This week we’ve been frantically trying to get Minty2 ready to go to Greenland onboard the yacht Gambo next week. We’ve now had two days of testing at Bala lake in Snowdonia and are now fairly confident we’ve got a non leaking hull and reasonably working control, telemetry data, remote control and video telemetry systems.
We had to make a last minute change to our motor control system after we realised the motor controllers we’d chosen weren’t delivering enough current. After a frantic redesign we’ve chosen two 4QD VTX 40-12s (http://www.4qd.co.uk/prod/vtxbx.html) controllers that take analogue inputs. Fortunately our Labjack system that is being used for current monitoring also has two spare digital to analogue outputs that we can use for driving the motor controllers.
Minty2 is a motorised robot boat intended for surveying calving glaciers in Greenland. This is to help a group of geographers who want to measure the amount of ice falling off the glaciers during calving events. They do this by building a 3D model of the glacier front with a 3D laser scanner and a resolution SONAR. To produce the 3D image requires travelling along the front of the glacier, a few hundred metres away from the ice. The problem is that this can be extremely dangerous should some ice fall off, as large chunks can fall off without warning and create very large waves or hit the boat directly.
Minty2 also helps us in performing research and acting as a demonstrator for power management techniques that we are currently researching with EADS Foundation Wales. Essentially we are treating Minty2 like an electric powered UAV operating in 2 dimensions. Thanks also go to EADS Foundation Wales for providing the money that has paid for most of the equipment essential to make Minty2 drive (but not the survey equipment) and for my time in getting it all to work.
We built Minty1 in 2010, it was just a radio controlled boat based on an optimist dinghy carrying a Swath Bathymetry high resolution SONAR, a long range 3D laser scanner and a PC. Minty1 went out to Greenland and performed several successful surveys, but suffered from four major problems. Firstly remote controlling Minty from some distance away (and the top of the mast of a yacht) proved quite difficult, so this was the key reason that Minty2 needed to be autonomous. Secondly the Optimist hull didn’t interact very well with the ice and often accumulated ice underneath it, to overcome this Minty2 uses a custom designed hull built with ice interaction in mind. Thirdly recharging the boat’s batteries required winching it onto the deck of the support yacht and connecting it to the yacht’s power systems. To solve this problem Minty2 has an onboard petrol generator allowing it to recharge while tied up alongside the yacht instead of being lifted out of the water. Unfortunately the generator creates too much noise to use it while surveying so we have to rely on batteries and electric motors for that. Finally Minty1 wasn’t fast enough to fight some currents and head winds or to push ice out of the way and a more powerful motor would be useful.
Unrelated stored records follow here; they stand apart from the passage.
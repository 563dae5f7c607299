//! Error types for the Meilisearch client.

mod codec_error;
mod meili_error;
mod transport_error;

pub use codec_error::CodecError;
pub use meili_error::MeiliError;
pub use transport_error::TransportError;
Minty1 was propelled by a single Minn Kota Riptide RT45 electric outboard motor and steering was provided by rotating this with a Linak LA12 linear actuator. To increase performance Minty2 has two of the Minn Kotas and drives by altering their relative speeds instead of using a rudder.
Minty2 needs to be shipped to Greenland in late May, so development must be quite rapid. We have just received the hull plans from the US Naval Academy who have designed the hull and have spent the last couple of months deciding on and ordering the control system electronics. So basically we now have all the bits we need to make Minty work, its “just” a matter of putting it all together and testing it over the next 2-3 months. To speed things up we are trying to use hardware we’ve successfully used before on other boats and to reuse code. We’re using the same compass the Furuno PG-500 which we used initially on Pinta (but removed for the Microtransat due to its cost) and on BeagleB. The control system code will be based on BeagleB and Pinta’s code as well, but with some changes to remove the sail positioning and tacking logic and deal with a differential motor drive instead of a rudder. For the computer system we’ve chosen a FitPC, which is a full blown PC with a processor comparable to those in most netbooks, we’ll be running Ubuntu 10.04 on it as this is the same OS most of our lab PCs and field laptops are currently running. Motor control will be via a Pololu USB servo controller connected to a pair of Deventech MD03 motor controllers. We’re also going to use a Labjack U6 to provide high precision analogue to digital conversion to read from a series of current and voltage sensors that we’ll use to monitor the battery levels. A long range radio modem will be used for sending telemetry data and receiving radio control signals. A second FitPC will run Windows 7 for the SONAR and Laser Scanner control. A Linksys WRT54GL wifi router will connect up both PCs to some high gain antennas that will allow us to login to either PC from several kilometres away. To make remote controlling it at a distance easier we’ve also bought a GoPro camera to mount on the bow and a 5.8 GHz video transmitter so we can have live video from Minty’s point of view.